What is needed is a faithful copy of all the records.

*** Opening of Dataset extract ***

use chrono::{FixedOffset, NaiveDate, NaiveDateTime, Utc};

/// Source of "now" in the organisation's local time.
pub trait Clock: Send + Sync {
    fn now(&self) -> NaiveDateTime;

    fn today(&self) -> NaiveDate {
        self.now().date()
    }
}

/// Wall clock shifted to a fixed UTC offset.
#[derive(Debug, Clone, Copy)]
pub struct SystemClock {
    offset: FixedOffset,
}

impl SystemClock {
    pub fn new(offset_minutes: i32) -> Option<Self> {
        FixedOffset::east_opt(offset_minutes * 60).map(|offset| SystemClock { offset })
    }
}

impl Clock for SystemClock {
    fn now(&self) -> NaiveDateTime {
        Utc::now().with_timezone(&self.offset).naive_local()
    }
}

#[cfg(test)]
pub use fixed::FixedClock;

#[cfg(test)]
mod fixed {
    use std::sync::Mutex;

    use chrono::NaiveDateTime;

    use super::Clock;

    pub struct FixedClock(Mutex<NaiveDateTime>);

    impl FixedClock {
        pub fn at(s: &str) -> Self {
            FixedClock(Mutex::new(parse(s)))
        }

        pub fn set(&self, s: &str) {
            *self.0.lock().unwrap() = parse(s);
        }
    }

    fn parse(s: &str) -> NaiveDateTime {
        NaiveDateTime::parse_from_str(s, "%Y-%m-%d %H:%M").unwrap()
    }

    impl Clock for FixedClock {
        fn now(&self) -> NaiveDateTime {
            *self.0.lock().unwrap()
        }
    }
}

*** Close of Dataset extract ***

Result
use chrono::{FixedOffset, NaiveDate, NaiveDateTime, Utc};

/// Source of "now" in the organisation's local time.
pub trait Clock: Send + Sync {
    fn now(&self) -> NaiveDateTime;

    fn today(&self) -> NaiveDate {
        self.now().date()
    }
}

/// Wall clock shifted to a fixed UTC offset.
#[derive(Debug, Clone, Copy)]
pub struct SystemClock {
    offset: FixedOffset,
}

impl SystemClock {
    pub fn new(offset_minutes: i32) -> Option<Self> {
        FixedOffset::east_opt(offset_minutes * 60).map(|offset| SystemClock { offset })
    }
}

impl Clock for SystemClock {
    fn now(&self) -> NaiveDateTime {
        Utc::now().with_timezone(&self.offset).naive_local()
    }
}

#[cfg(test)]
pub use fixed::FixedClock;

#[cfg(test)]
mod fixed {
    use std::sync::Mutex;

    use chrono::NaiveDateTime;

    use super::Clock;

    pub struct FixedClock(Mutex<NaiveDateTime>);

    impl FixedClock {
        pub fn at(s: &str) -> Self {
            FixedClock(Mutex::new(parse(s)))
        }

        pub fn set(&self, s: &str) {
            *self.0.lock().unwrap() = parse(s);
        }
    }

    fn parse(s: &str) -> NaiveDateTime {
        NaiveDateTime::parse_from_str(s, "%Y-%m-%d %H:%M").unwrap()
    }

    impl Clock for FixedClock {
        fn now(&self) -> NaiveDateTime {
            *self.0.lock().unwrap()
        }
    }
}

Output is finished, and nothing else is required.